» Supplied information
··········

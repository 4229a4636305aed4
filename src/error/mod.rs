// lerna-rs: Lerna child-process core - Rust Port
//
// SPDX-FileCopyrightText: 2026 Romeo Ahmed
// SPDX-License-Identifier: GPL-3.0-or-later

//! Error handling module.
//!
//! ```text
//!            ChildError
//!   { failure, stdout, stderr }
//!               |
//!               v
//!         ChildFailure
//!   +------+------+------+------+
//!   |      |      |      |      |
//!   v      v      v      v      v
//! Spawn  NonZero Signal Wait  Abandoned
//! Failed  Exit   -ed   Failed
//!
//! ConfigError: InvalidValue, NotFound
//! ```
//!
//! Every failure path of a child process (could not start, non-zero exit,
//! killed by a signal) is normalized into one [`ChildError`] carrying
//! `{code, signal, stdout, stderr}`.

use thiserror::Error;

/// Convenience alias for `anyhow::Result`.
pub type Result<T> = anyhow::Result<T>;

/// Result type using [`ChildError`].
pub type ChildResult<T> = std::result::Result<T, ChildError>;

// --- Child Process Errors ---

/// Why a child process failed.
#[derive(Debug, Error)]
pub enum ChildFailure {
    /// The OS could not create the process at all.
    #[error("failed to spawn '{command}': {source}")]
    SpawnFailed {
        command: String,
        #[source]
        source: std::io::Error,
    },

    /// The process ran and exited with a non-zero status.
    #[error("'{command}' exited with code {code}")]
    NonZeroExit { command: String, code: i32 },

    /// The process was terminated by a signal.
    #[error("'{command}' was terminated by {signal}")]
    Signaled { command: String, signal: String },

    /// Waiting on the process failed.
    #[error("failed waiting for '{command}': {source}")]
    WaitFailed {
        command: String,
        #[source]
        source: std::io::Error,
    },

    /// The supervising task went away without reporting an outcome.
    #[error("'{command}' was abandoned before it completed")]
    Abandoned { command: String },
}

impl ChildFailure {
    /// Returns the command name the failure refers to.
    #[must_use]
    pub fn command(&self) -> &str {
        match self {
            Self::SpawnFailed { command, .. }
            | Self::NonZeroExit { command, .. }
            | Self::Signaled { command, .. }
            | Self::WaitFailed { command, .. }
            | Self::Abandoned { command } => command,
        }
    }
}

/// A child process failure annotated with whatever the child printed.
///
/// `stdout`/`stderr` are `None` when the stream was not piped, and `Some("")`
/// when it was piped but the child wrote nothing.
#[derive(Debug, Error)]
#[error("{failure}")]
pub struct ChildError {
    failure: ChildFailure,
    stdout: Option<String>,
    stderr: Option<String>,
}

impl ChildError {
    /// Creates an error with no captured output.
    #[must_use]
    pub const fn new(failure: ChildFailure) -> Self {
        Self {
            failure,
            stdout: None,
            stderr: None,
        }
    }

    /// Attaches captured output.
    #[must_use]
    pub fn with_output(mut self, stdout: Option<String>, stderr: Option<String>) -> Self {
        self.stdout = stdout;
        self.stderr = stderr;
        self
    }

    /// Returns the underlying failure.
    #[must_use]
    pub const fn failure(&self) -> &ChildFailure {
        &self.failure
    }

    /// Returns the command name.
    #[must_use]
    pub fn command(&self) -> &str {
        self.failure.command()
    }

    /// Returns the exit code, if the process exited on its own with one.
    #[must_use]
    pub const fn code(&self) -> Option<i32> {
        match &self.failure {
            ChildFailure::NonZeroExit { code, .. } => Some(*code),
            _ => None,
        }
    }

    /// Returns the name of the terminating signal, e.g. `"SIGINT"`.
    #[must_use]
    pub fn signal(&self) -> Option<&str> {
        match &self.failure {
            ChildFailure::Signaled { signal, .. } => Some(signal),
            _ => None,
        }
    }

    /// Returns captured stdout.
    #[must_use]
    pub fn stdout(&self) -> Option<&str> {
        self.stdout.as_deref()
    }

    /// Returns captured stderr.
    #[must_use]
    pub fn stderr(&self) -> Option<&str> {
        self.stderr.as_deref()
    }
}

// --- Config Errors ---

/// Configuration-related errors.
#[derive(Debug, Error)]
pub enum ConfigError {
    /// Invalid configuration value.
    #[error("invalid value for '{key}' in section '[{section}]': {message}")]
    InvalidValue {
        section: String,
        key: String,
        message: String,
    },

    /// Configuration file not found.
    #[error("config file not found: {0}")]
    NotFound(String),
}

#[cfg(test)]
mod tests;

··········

» Task goal
Every entry is to be repeated precisely as it stands.

» Result for this task
repository 4229a4636305aed4
filename src/error/mod.rs
// lerna-rs: Lerna child-process core - Rust Port
//
// SPDX-FileCopyrightText: 2026 Romeo Ahmed
// SPDX-License-Identifier: GPL-3.0-or-later

//! Error handling module.
//!
//! ```text
//!            ChildError
//!   { failure, stdout, stderr }
//!               |
//!               v
//!         ChildFailure
//!   +------+------+------+------+
//!   |      |      |      |      |
//!   v      v      v      v      v
//! Spawn  NonZero Signal Wait  Abandoned
//! Failed  Exit   -ed   Failed
//!
//! ConfigError: InvalidValue, NotFound
//! ```
//!
//! Every failure path of a child process (could not start, non-zero exit,
//! killed by a signal) is normalized into one [`ChildError`] carrying
//! `{code, signal, stdout, stderr}`.

use thiserror::Error;

/// Convenience alias for `anyhow::Result`.
pub type Result<T> = anyhow::Result<T>;

/// Result type using [`ChildError`].
pub type ChildResult<T> = std::result::Result<T, ChildError>;

// --- Child Process Errors ---

/// Why a child process failed.
#[derive(Debug, Error)]
pub enum ChildFailure {
    /// The OS could not create the process at all.
    #[error("failed to spawn '{command}': {source}")]
    SpawnFailed {
        command: String,
        #[source]
        source: std::io::Error,
    },

    /// The process ran and exited with a non-zero status.
    #[error("'{command}' exited with code {code}")]
    NonZeroExit { command: String, code: i32 },

    /// The process was terminated by a signal.
    #[error("'{command}' was terminated by {signal}")]
    Signaled { command: String, signal: String },

    /// Waiting on the process failed.
    #[error("failed waiting for '{command}': {source}")]
    WaitFailed {
        command: String,
        #[source]
        source: std::io::Error,
    },

    /// The supervising task went away without reporting an outcome.
    #[error("'{command}' was abandoned before it completed")]
    Abandoned { command: String },
}

impl ChildFailure {
    /// Returns the command name the failure refers to.
    #[must_use]
    pub fn command(&self) -> &str {
        match self {
            Self::SpawnFailed { command, .. }
            | Self::NonZeroExit { command, .. }
            | Self::Signaled { command, .. }
            | Self::WaitFailed { command, .. }
            | Self::Abandoned { command } => command,
        }
    }
}

/// A child process failure annotated with whatever the child printed.
///
/// `stdout`/`stderr` are `None` when the stream was not piped, and `Some("")`
/// when it was piped but the child wrote nothing.
#[derive(Debug, Error)]
#[error("{failure}")]
pub struct ChildError {
    failure: ChildFailure,
    stdout: Option<String>,
    stderr: Option<String>,
}

impl ChildError {
    /// Creates an error with no captured output.
    #[must_use]
    pub const fn new(failure: ChildFailure) -> Self {
        Self {
            failure,
            stdout: None,
            stderr: None,
        }
    }

    /// Attaches captured output.
    #[must_use]
    pub fn with_output(mut self, stdout: Option<String>, stderr: Option<String>) -> Self {
        self.stdout = stdout;
        self.stderr = stderr;
        self
    }

    /// Returns the underlying failure.
    #[must_use]
    pub const fn failure(&self) -> &ChildFailure {
        &self.failure
    }

    /// Returns the command name.
    #[must_use]
    pub fn command(&self) -> &str {
        self.failure.command()
    }

    /// Returns the exit code, if the process exited on its own with one.
    #[must_use]
    pub const fn code(&self) -> Option<i32> {
        match &self.failure {
            ChildFailure::NonZeroExit { code, .. } => Some(*code),
            _ => None,
        }
    }

    /// Returns the name of the terminating signal, e.g. `"SIGINT"`.
    #[must_use]
    pub fn signal(&self) -> Option<&str> {
        match &self.failure {
            ChildFailure::Signaled { signal, .. } => Some(signal),
            _ => None,
        }
    }

    /// Returns captured stdout.
    #[must_use]
    pub fn stdout(&self) -> Option<&str> {
        self.stdout.as_deref()
    }

    /// Returns captured stderr.
    #[must_use]
    pub fn stderr(&self) -> Option<&str> {
        self.stderr.as_deref()
    }
}

// --- Config Errors ---

/// Configuration-related errors.
#[derive(Debug, Error)]
pub enum ConfigError {
    /// Invalid configuration value.
    #[error("invalid value for '{key}' in section '[{section}]': {message}")]
    InvalidValue {
        section: String,
        key: String,
        message: String,
    },

    /// Configuration file not found.
    #[error("config file not found: {0}")]
    NotFound(String),
}

#[cfg(test)]
mod tests;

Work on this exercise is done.